Ils arrivent à l’improviste, ne restent nulle part très longtemps. Ils doivent penser très vite. Chacun a sa méthode. Un tel est d’une froideur de glace, mange dans sa chambre d’hôtel des repas austères dont il ordonne et surveille avec le plus grand soin la préparation, un autre aime parler de littérature et de musique et passer de longs moments dans les cafés, un autre encore semble toujours amoureux, s’interrompra brusquement pour téléphoner à une femme à l’autre bout du monde. L’important est qu’ils ne se trompent jamais, leur autorité vient de là, ils ne se trompent jamais et on ne peut les prendre en faute.

Les portes des usines, les livres de comptes, les procès verbaux, les archives leur sont ouverts, ils peuvent destituer directeurs et délégués, organiser des élections. Ce n’est pas une règle mais en général ils n’écrivent pas, ne prennent pas de notes, ne font pas de rapport, ils ne laissent rien derrière eux. Pour l’argent, ils demandent et on leur donne ce qu’ils demandent, ils n’ont pas à en rendre compte.

Ils sont incorruptibles parce qu’ils jouissent de leur autorité et de la parfaite justesse de leurs interventions, ce sont des héros. Il est possible qu’il y ait d’autres agents, ceux-là chargés de les surveiller et de les supprimer au moindre écart mais de ceux-là on ne sait évidemment rien, rien du tout. Il arrive, très rarement, qu’un agent soit abattu ou qu’il disparaisse dans un accident louche. On peut alors supposer qu’il a été victime de privilégiés locaux, on peut supposer aussi qu’il a été supprimé parce qu’il a fait une erreur. Ce qui, du reste, revient à peu près au même.

Ce héros attend dans une petite chambre d’hôtel carrée le coup de fil de son correspondant (« J’essaierai d’avoir un accès mais je ne peux pas te dire quand je te téléphonerai. En attendant ne sors pas tant qu’on n’a pas le renseignement, ce n’est pas la peine. »). La machine travaille, qu’elle crache une liste, un morceau de papier. Le héros attend le coup de téléphone de son correspondant, allongé sur la couverture pieds nus il fume une cigarette. On cogne sur la porte.

20210705

l’île du lion (le rêve)

Je me tourne sur le matelas. Longtemps que j’ai perdu l’habitude de me lever au premier réveil. Ça fait plusieurs jours que nous tirons plein nord et je commence à sentir un peu de froid, surtout un méchant courant d’air qui me passe sur la tête. Je mets un pan de drap par-dessus et j’essaie de retrouver le fil du rêve interrompu.

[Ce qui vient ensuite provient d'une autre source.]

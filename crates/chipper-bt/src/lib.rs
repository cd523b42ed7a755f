//! Reactive control loop of the chipper agent.
//!
//! A fixed behavior tree ([`leaves::chop_tree`]) is evaluated by a throttled
//! [`Controller`] against an [`AgentLocalContext`]. Leaves read the
//! authoritative task state through the synchronization channel and answer
//! with [`MovementIntents`] and block interactions.

#![forbid(unsafe_code)]

pub mod context;
pub mod controller;
pub mod leaves;
pub mod node;

pub use context::{AgentLocalContext, MovementIntents, TickContext};
pub use controller::{Controller, HudSnapshot};
pub use leaves::{Leaf, chop_tree};
pub use node::{Behavior, Node, Status};
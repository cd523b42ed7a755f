use crate::context::TickContext;
use crate::node::Status;
use chipper_core::geometry::squared_distance_to_center;
use chipper_core::{BlockPos, WorldQuery};
use cgmath::InnerSpace;
use log::debug;

/// Succeeds once the agent stood still for too long while following a path,
/// and keeps succeeding until the stuck recovery finished.
pub fn is_stuck(ctx: &mut TickContext) -> Status {
    if ctx.local.resolve_ticks > 0 {
        return Status::Success;
    }
    if ctx.local.path.is_empty() {
        return Status::Failure;
    }

    let moved = (ctx.agent.position - ctx.local.last_position).magnitude();
    if moved < ctx.config.behavior.stuck_epsilon {
        ctx.local.ticks_stuck += 1;
    } else {
        ctx.local.ticks_stuck = 0;
        ctx.local.last_position = ctx.agent.position;
    }

    if ctx.local.ticks_stuck > ctx.config.behavior.stuck_threshold {
        debug!("{} stuck for {} evaluations", ctx.agent.id, ctx.local.ticks_stuck);
        Status::Success
    } else {
        Status::Failure
    }
}

/// Succeeds when the authoritative side disagrees with the local target:
/// it dropped the target while still active, or it points at a tree far away.
pub fn server_emergency(ctx: &mut TickContext) -> Status {
    let Some(local_target) = ctx.local.tree_target else {
        return Status::Failure;
    };
    let agent = ctx.agent.id;
    let server_target = ctx.channel.active_target(agent).map(BlockPos::containing);

    let emergency = match server_target {
        None => ctx.channel.is_active(agent),
        Some(server_target) => {
            server_target != local_target
                && local_target.squared_distance(server_target)
                    > ctx.config.behavior.target_divergence_sq
        }
    };
    if !emergency {
        return Status::Failure;
    }

    // Rate limited per agent, a suppressed emergency is re-checked after the cooldown
    if !ctx
        .local
        .cooldowns
        .emergency
        .try_fire(ctx.now, ctx.config.behavior.emergency_cooldown)
    {
        return Status::Failure;
    }

    ctx.local.current_state = if server_target.is_some() {
        "Server found a better target"
    } else {
        "Server abandoned the target"
    };
    Status::Success
}

pub fn has_target(ctx: &mut TickContext) -> Status {
    if ctx.local.tree_target.is_some() {
        Status::Success
    } else {
        Status::Failure
    }
}

/// Succeeds when the mining target, or the tree itself, is within mining range.
pub fn in_mining_range(ctx: &mut TickContext) -> Status {
    let Some(target) = ctx.local.mining_target.or(ctx.local.tree_target) else {
        return Status::Failure;
    };
    let range = ctx.config.behavior.mining_range;
    if squared_distance_to_center(ctx.agent.position, target) <= range * range {
        Status::Success
    } else {
        Status::Failure
    }
}

/// Picks the block to mine and checks it is visible from the agent's eyes.
///
/// The authoritative mining target wins. A failed raycast towards it is
/// reported back through the channel.
pub fn has_line_of_sight(ctx: &mut TickContext) -> Status {
    let agent = ctx.agent.id;
    if let Some(target) = ctx.channel.mining_target(agent) {
        retarget(ctx, target);
        if is_visible(ctx, target) {
            return Status::Success;
        }
        ctx.channel.notify_line_of_sight_failure(agent);
        return Status::Failure;
    }

    let Some(target) = ctx
        .local
        .tree_target
        .and_then(|base| lowest_log_above(ctx.world, base, ctx.config.behavior.fallback_log_height))
    else {
        ctx.local.tree_target = None;
        return Status::Failure;
    };
    retarget(ctx, target);
    if is_visible(ctx, target) {
        Status::Success
    } else {
        Status::Failure
    }
}

/// Switches the mining target, restarting the mining timer when it changes.
fn retarget(ctx: &mut TickContext, target: BlockPos) {
    if ctx.local.mining_target != Some(target) {
        ctx.local.last_mine_time = None;
    }
    ctx.local.mining_target = Some(target);
}

/// Visible when the ray from the eyes reaches the target, or reaches its
/// cell without hitting anything because the block is already gone.
fn is_visible(ctx: &TickContext, target: BlockPos) -> bool {
    ctx.world
        .raycast(ctx.agent.eye_position(), target.center())
        .is_none_or(|hit| hit == target)
}

/// The first log at or above `base`, looking at most `height` blocks up.
fn lowest_log_above(world: &dyn WorldQuery, base: BlockPos, height: i32) -> Option<BlockPos> {
    (0..height)
        .map(|dy| base.up_by(dy))
        .find(|pos| world.is_log(*pos))
}
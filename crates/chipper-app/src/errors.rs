use chipper_brain::BrainError;
use chipper_core::AgentId;
use chipper_core::errors::CoreError;
use thiserror::Error;

#[derive(Debug, Error)]
pub enum AppError {
    #[error("Unknown command: {0}")]
    UnknownCommand(String),

    #[error("{0} has no controller")]
    NoController(AgentId),

    #[error("Core error: {0}")]
    Core(#[from] CoreError),

    #[error("Brain error: {0}")]
    Brain(#[from] BrainError),
}

pub type AppResult<T> = Result<T, AppError>;
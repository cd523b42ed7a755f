//! Navigation for the chipper agent.
//!
//! [`Pathfinder`] wraps a bounded A* search ([`astar`]) and a TTL result
//! cache ([`cache`]). Callers that cannot live with a missing path fall back
//! to [`direct_path`].

#![forbid(unsafe_code)]

pub mod astar;
pub mod cache;
pub mod pathfinder;

pub use astar::{SearchOutcome, search};
pub use cache::PathCache;
pub use pathfinder::{Pathfinder, direct_path};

Le navire est au mouillage, seul au milieu de la baie. Il est près de midi. L’air est frais, soleil de décembre, pas un nuage. Je m’accoude au bastingage, je fume une cigarette en clignant des yeux, ébloui par le soleil. Pas de bruit sauf un cri d’oiseau et le petit signe noir dans le ciel seul mouvement ou par moment une rafale de vent qui frise la surface de l’eau et fait siffler le métal du navire et clapoter l’eau contre la coque. Le spectacle est net. Le relief de l’île, les collines jaunes avec des petits bouts de forêts sur les hauteurs, plutôt pelé dans l’ensemble. La terre ocre jaune caillasse en reliefs une série de rides verticales. Sur la gauche de la plus haute colline l’herbe est sèche et jaune roux où elle pousse plutôt sur l’ubac, les arbres par taches plus ou moins denses, les yeuses vert noir clairsemées ou les oliviers vert gris au-dessus de la ville qui est à gauche sur la baie, un peu au-dessus du niveau de l’eau. Ce qu’accoudé au bastingage, au sortir de l’escalier de coursive, ce qu’on voit d’abord dans le balancement vertical masse de pierre terre qui émerge de la surface bleu nuit et le silence, nulle vie pas un nuage au ciel et les arbres, ce ne sont que de très vagues nuances vertes par endroits, comme perdue dans l’ombre. Et à gauche, un peu au-dessus du niveau de l’eau, il y a un village ou une petite ville, le haut du village est abandonné, la peinture est tombée, des maisons sans toit et des maisons sans fenêtres, dessous quelques maisons peintes qui semblent habitées, juste au-dessus de la petite falaise, de l’escarpement rocheux, de rocher gris noir percé de quelques trous comme à dessein. De celui le plus important et où la mer pénètre, qui est à gauche, sort une passerelle ou embarcadère sur pilotis.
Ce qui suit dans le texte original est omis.